//! Signal wiring: `SIGUSR1` ("save now") and `SIGINT`/`SIGTERM` (orderly
//! teardown), dispatched onto the Capture Hub from a dedicated thread rather
//! than from inside a signal handler, mirroring `signal(SIGUSR1, save)` /
//! `signal(SIGINT, flush_spotlight)` in `main.c` without running unsafe
//! logic at interrupt time.

use std::sync::Arc;
use std::thread::JoinHandle;

use signal_hook::consts::{SIGINT, SIGTERM, SIGUSR1};
use signal_hook::iterator::Signals;

use crate::error::{Result, SpotlightError};
use crate::hub::CaptureHub;

/// Spawn the signal-handling thread. Returns a join handle the caller may
/// park on (the thread exits once a termination signal is observed).
pub fn install(hub: Arc<CaptureHub>) -> Result<JoinHandle<()>> {
    let mut signals = Signals::new([SIGUSR1, SIGINT, SIGTERM])
        .map_err(|e| SpotlightError::Resource(format!("signal registration failed: {e}")))?;

    let handle = std::thread::Builder::new()
        .name("spotlight-signals".into())
        .spawn(move || {
            for signal in signals.forever() {
                match signal {
                    SIGUSR1 => {
                        log::info!("received SIGUSR1, requesting flush");
                        hub.request_flush();
                    }
                    SIGINT | SIGTERM => {
                        log::info!("received termination signal, requesting shutdown");
                        hub.request_shutdown();
                        break;
                    }
                    other => {
                        log::warn!("ignoring unexpected signal {other}");
                    }
                }
            }
        })
        .map_err(|e| SpotlightError::Resource(format!("failed to spawn signal thread: {e}")))?;

    Ok(handle)
}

────

• Aim of the task
Every record, copied exactly, is the expected answer.

• Worked solution
//! Signal wiring: `SIGUSR1` ("save now") and `SIGINT`/`SIGTERM` (orderly
//! teardown), dispatched onto the Capture Hub from a dedicated thread rather
//! than from inside a signal handler, mirroring `signal(SIGUSR1, save)` /
//! `signal(SIGINT, flush_spotlight)` in `main.c` without running unsafe
//! logic at interrupt time.

use std::sync::Arc;
use std::thread::JoinHandle;

use signal_hook::consts::{SIGINT, SIGTERM, SIGUSR1};
use signal_hook::iterator::Signals;

use crate::error::{Result, SpotlightError};
use crate::hub::CaptureHub;

/// Spawn the signal-handling thread. Returns a join handle the caller may
/// park on (the thread exits once a termination signal is observed).
pub fn install(hub: Arc<CaptureHub>) -> Result<JoinHandle<()>> {
    let mut signals = Signals::new([SIGUSR1, SIGINT, SIGTERM])
        .map_err(|e| SpotlightError::Resource(format!("signal registration failed: {e}")))?;

    let handle = std::thread::Builder::new()
        .name("spotlight-signals".into())
        .spawn(move || {
            for signal in signals.forever() {
                match signal {
                    SIGUSR1 => {
                        log::info!("received SIGUSR1, requesting flush");
                        hub.request_flush();
                    }
                    SIGINT | SIGTERM => {
                        log::info!("received termination signal, requesting shutdown");
                        hub.request_shutdown();
                        break;
                    }
                    other => {
                        log::warn!("ignoring unexpected signal {other}");
                    }
                }
            }
        })
        .map_err(|e| SpotlightError::Resource(format!("failed to spawn signal thread: {e}")))?;

    Ok(handle)
}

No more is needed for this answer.